Luis de Granada was one of Saint Teresa’s favorite authors. She was greatly distressed when some of his works appeared on the 1559 Index of Forbidden Works.
Exercises for the annual retreat of ten days for the use of the Carmelites. n.d.
Detailed rules for an annual retreat. From the library of the Carmelite Convent near Chichester in Sussex. The Carmel of Chichester dates to 1678. Originally located at Hoogstraet, intended for English women; moved to Dorset in 1794, then to Normandy in 1830, and to Chichester in 1870; closed in 1994. Acquired by Georgetown University 2013.
Luis de Granada.

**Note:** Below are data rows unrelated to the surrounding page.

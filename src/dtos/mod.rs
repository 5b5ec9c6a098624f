pub mod chatdtos;
pub mod reviewdtos;
pub mod userdtos;
pub mod workrequestdtos;
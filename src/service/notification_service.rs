// service/notification_service.rs
use std::sync::{Arc, Mutex};
use std::time::Duration;

use tokio::sync::watch;
use tokio::task::JoinHandle;

use crate::{
    api::{notificationapi::NotificationExt, ResourceClient},
    error::ClientError,
    models::notificationmodel::{Notification, NotificationFeed},
    navigation::{navigate_once, Navigator, Route},
    service::polling::{spawn_poll, PollHandle, PollerState, Visibility},
};

#[derive(Debug)]
struct FeedState {
    client: Arc<ResourceClient>,
    feed: watch::Sender<NotificationFeed>,
    state: watch::Sender<PollerState>,
}

impl FeedState {
    async fn refresh(&self) -> Result<NotificationFeed, ClientError> {
        let feed = self.client.get_notifications().await?;
        tracing::debug!(
            "Fetched {} notifications, {} unread",
            feed.notifications.len(),
            feed.unread_count
        );
        self.feed.send_replace(feed.clone());
        Ok(feed)
    }
}

/// Notification badge and list, kept in sync by polling while a session
/// exists and the view is visible.
#[derive(Debug, Clone)]
pub struct NotificationService {
    inner: Arc<FeedState>,
    period: Duration,
    supervisor: Arc<Mutex<Option<JoinHandle<()>>>>,
}

impl NotificationService {
    pub fn new(client: Arc<ResourceClient>, period: Duration) -> Self {
        let (feed, _) = watch::channel(NotificationFeed::default());
        let (state, _) = watch::channel(PollerState::Idle);
        Self {
            inner: Arc::new(FeedState { client, feed, state }),
            period,
            supervisor: Arc::new(Mutex::new(None)),
        }
    }

    pub fn feed(&self) -> NotificationFeed {
        self.inner.feed.borrow().clone()
    }

    pub fn unread_count(&self) -> i64 {
        self.inner.feed.borrow().unread_count
    }

    pub fn subscribe(&self) -> watch::Receiver<NotificationFeed> {
        self.inner.feed.subscribe()
    }

    pub fn state(&self) -> PollerState {
        *self.inner.state.borrow()
    }

    pub fn subscribe_state(&self) -> watch::Receiver<PollerState> {
        self.inner.state.subscribe()
    }

    /// Replaces the feed with the server's current list.
    pub async fn refresh(&self) -> Result<NotificationFeed, ClientError> {
        self.inner.refresh().await
    }

    /// Starts following session and visibility changes. Calling it again
    /// replaces the previous supervisor.
    pub fn start(&self, visibility: watch::Receiver<Visibility>) {
        let inner = self.inner.clone();
        let period = self.period;
        let task = tokio::spawn(supervise(inner, period, visibility));

        if let Ok(mut slot) = self.supervisor.lock() {
            if let Some(previous) = slot.replace(task) {
                previous.abort();
            }
        }
    }

    /// Stops polling for good; the tick task goes down with the supervisor.
    pub fn stop(&self) {
        if let Ok(mut slot) = self.supervisor.lock() {
            if let Some(task) = slot.take() {
                task.abort();
            }
        }
        self.inner.state.send_replace(PollerState::Idle);
        tracing::info!("Notification poller stopped");
    }

    pub async fn mark_as_read(&self, id: &str) -> Result<NotificationFeed, ClientError> {
        self.inner.client.mark_notification_read(id).await?;
        self.refresh().await
    }

    pub async fn mark_all_as_read(&self) -> Result<NotificationFeed, ClientError> {
        self.inner.client.mark_all_notifications_read().await?;
        self.refresh().await
    }

    /// Click handling: go where the notification points and mark it read.
    /// Clicking again while already on that view does not navigate twice.
    pub async fn open(&self, notification: &Notification, navigator: &dyn Navigator) -> Route {
        let route = notification.route();
        navigate_once(navigator, route.clone());

        if !notification.is_read() {
            if let Err(e) = self.mark_as_read(&notification.id).await {
                tracing::warn!("Failed to mark notification {} read: {}", notification.id, e);
            }
        }
        route
    }
}

async fn supervise(
    inner: Arc<FeedState>,
    period: Duration,
    mut visibility: watch::Receiver<Visibility>,
) {
    let mut session = inner.client.session().subscribe();
    let mut poll: Option<PollHandle> = None;

    loop {
        let signed_in = session.borrow_and_update().is_some();
        let visible = *visibility.borrow_and_update() == Visibility::Visible;

        match (signed_in && visible, poll.is_some()) {
            (true, false) => {
                let tick_state = inner.clone();
                poll = Some(spawn_poll("notifications", period, true, move || {
                    let tick_state = tick_state.clone();
                    async move {
                        if let Err(e) = tick_state.refresh().await {
                            tracing::warn!("Notification poll failed: {}", e);
                        }
                    }
                }));
                inner.state.send_replace(PollerState::Polling);
                tracing::info!("Notification poller polling every {:?}", period);
            }
            (false, true) => {
                poll = None;
                inner.state.send_replace(PollerState::Idle);
                tracing::info!(
                    "Notification poller idle (signed_in: {}, visible: {})",
                    signed_in,
                    visible
                );
            }
            _ => {}
        }

        if !signed_in && *inner.feed.borrow() != NotificationFeed::default() {
            inner.feed.send_replace(NotificationFeed::default());
        }

        tokio::select! {
            changed = session.changed() => if changed.is_err() { break },
            changed = visibility.changed() => if changed.is_err() { break },
        }
    }

    drop(poll);
    inner.state.send_replace(PollerState::Idle);
}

Los seis libros de la rhetorica eclesiastica, o, De la manera de predicar ... (The Six Books of Ecclesiastical Rhetoric or The Way to Preach ...). Barcelona: En la imprenta de Juan Jolis y Bernardo Pla, 1777.

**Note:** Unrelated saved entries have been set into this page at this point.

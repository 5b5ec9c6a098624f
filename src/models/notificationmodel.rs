// models/notificationmodel.rs
use chrono::{DateTime, Utc};
use serde::{Deserialize, Serialize};

use crate::navigation::Route;

#[derive(Debug, Clone, Serialize, Deserialize, PartialEq)]
pub struct Notification {
    pub id: String,
    #[serde(rename = "type")]
    pub notification_type: String,
    #[serde(default)]
    pub title: String,
    #[serde(default)]
    pub message: String,
    #[serde(default)]
    pub data: serde_json::Value,
    #[serde(default)]
    pub read_at: Option<DateTime<Utc>>,
    pub created_at: DateTime<Utc>,
}

impl Notification {
    pub fn is_read(&self) -> bool {
        self.read_at.is_some()
    }

    fn data_id(&self, key: &str) -> Option<i64> {
        match self.data.get(key)? {
            serde_json::Value::Number(n) => n.as_i64(),
            serde_json::Value::String(s) => s.parse().ok(),
            _ => None,
        }
    }

    /// Where clicking this notification should take the user.
    pub fn route(&self) -> Route {
        let work_request_id = self.data_id("work_request_id");

        if self.notification_type == "new_message" {
            if let Some(work_request_id) = work_request_id {
                if let Some(other_user_id) = self.data_id("sender_id") {
                    return Route::Conversation {
                        work_request_id,
                        other_user_id,
                    };
                }
            }
            return Route::Messages;
        }

        if self.notification_type.starts_with("status_") {
            if let Some(id) = work_request_id {
                return Route::RequestDetail { id };
            }
            return Route::MyRequests;
        }

        Route::Notifications
    }
}

/// One poll result: the full list plus the server's unread count.
#[derive(Debug, Clone, Default, Serialize, Deserialize, PartialEq)]
pub struct NotificationFeed {
    #[serde(alias = "data")]
    pub notifications: Vec<Notification>,
    #[serde(default)]
    pub unread_count: i64,
}

#[cfg(test)]
mod tests {
    use super::*;
    use serde_json::json;

    fn notification(kind: &str, data: serde_json::Value) -> Notification {
        serde_json::from_value(json!({
            "id": "n-1",
            "type": kind,
            "title": "t",
            "message": "m",
            "data": data,
            "read_at": null,
            "created_at": "2024-05-01T10:00:00Z"
        }))
        .unwrap()
    }

    #[test]
    fn new_message_routes_to_conversation() {
        let n = notification("new_message", json!({ "work_request_id": 42, "sender_id": "8" }));
        assert_eq!(
            n.route(),
            Route::Conversation {
                work_request_id: 42,
                other_user_id: 8
            }
        );
    }

    #[test]
    fn new_message_without_ids_routes_to_inbox() {
        let n = notification("new_message", json!({}));
        assert_eq!(n.route(), Route::Messages);
    }

    #[test]
    fn status_notifications_route_to_request() {
        let n = notification("status_change_requested", json!({ "work_request_id": 42 }));
        assert_eq!(n.route(), Route::RequestDetail { id: 42 });
    }

    #[test]
    fn other_notifications_route_to_list() {
        let n = notification("review_received", json!(null));
        assert_eq!(n.route(), Route::Notifications);
        assert!(!n.is_read());
    }
}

Teresa would have read this book in an earlier Spanish translation, as she did not read Latin fluently.
Francisco de Osuna (1492 or 1497 – c. 1540). The Third Spiritual Alphabet. The Newman Bookshop: Westminster, MD, 1948.

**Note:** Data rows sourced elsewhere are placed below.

// service/review_service.rs
use std::sync::Arc;

use validator::Validate;

use crate::{
    api::{reviewapi::ReviewExt, ResourceClient},
    dtos::reviewdtos::{CreateReviewDto, UpdateReviewDto},
    error::ClientError,
    models::{
        reviewmodel::Review,
        usermodel::Session,
        workrequestmodel::{WorkRequest, WorkRequestStatus},
    },
};

#[derive(Debug, Clone)]
pub struct ReviewService {
    client: Arc<ResourceClient>,
}

impl ReviewService {
    pub fn new(client: Arc<ResourceClient>) -> Self {
        Self { client }
    }

    pub async fn leave_review(
        &self,
        request: &WorkRequest,
        rating: u8,
        comment: &str,
    ) -> Result<Review, ClientError> {
        let session = self.client.session().require()?;
        let reviewee_id = check_review(request, &session)?;

        let dto = CreateReviewDto {
            work_request_id: request.id,
            reviewee_id,
            rating,
            comment: comment.trim().to_string(),
        };
        dto.validate()?;

        let review = self.client.create_review(&dto).await?;
        tracing::info!(
            "User {} reviewed user {} on work request {}",
            session.user_id(),
            reviewee_id,
            request.id
        );
        Ok(review)
    }

    pub async fn edit_review(
        &self,
        id: i64,
        rating: u8,
        comment: &str,
    ) -> Result<Review, ClientError> {
        self.client.session().require()?;
        let dto = UpdateReviewDto {
            rating,
            comment: comment.trim().to_string(),
        };
        dto.validate()?;
        self.client.update_review(id, &dto).await
    }

    pub async fn reviews_for(&self, user_id: i64) -> Result<Vec<Review>, ClientError> {
        self.client.get_user_reviews(user_id).await
    }
}

/// Returns who the caller would be reviewing: the other party of a completed request.
pub fn check_review(request: &WorkRequest, session: &Session) -> Result<i64, ClientError> {
    if request.status() != WorkRequestStatus::Completed {
        return Err(ClientError::NotCompleted(request.id));
    }

    let caller = session.user_id();
    if !request.is_party(caller) {
        return Err(ClientError::PermissionDenied(format!(
            "user {} is not a party to work request {}",
            caller, request.id
        )));
    }

    match request.provider_id {
        Some(provider) if caller == request.owner_id => Ok(provider),
        Some(_) => Ok(request.owner_id),
        None => Err(ClientError::PermissionDenied(format!(
            "work request {} has no provider to review",
            request.id
        ))),
    }
}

A modern English translation of Osuna’s work. In 1538, when Teresa became seriously ill, her father sent her to Becedas to consult a famous healer. On the way, she stopped at the home of her uncle Pedro, who lent her a copy of Osuna’s Third Spiritual Alphabet. This was her introduction to interiority and mental prayer, which became the foundation of her approach to spirituality. When she launched her reform in 1562, periods for mental prayer were established as part of the schedule.
Ignatius of Loyola (1491-1556). Exercitia spiritualia S.P. Ignatii Loyolae, fundatoris Ordinis Societatis. (Spiritual Exercises of the Holy Father Ignatius of Loyola, founder of the Jesuit Order). Antwerp, 1676.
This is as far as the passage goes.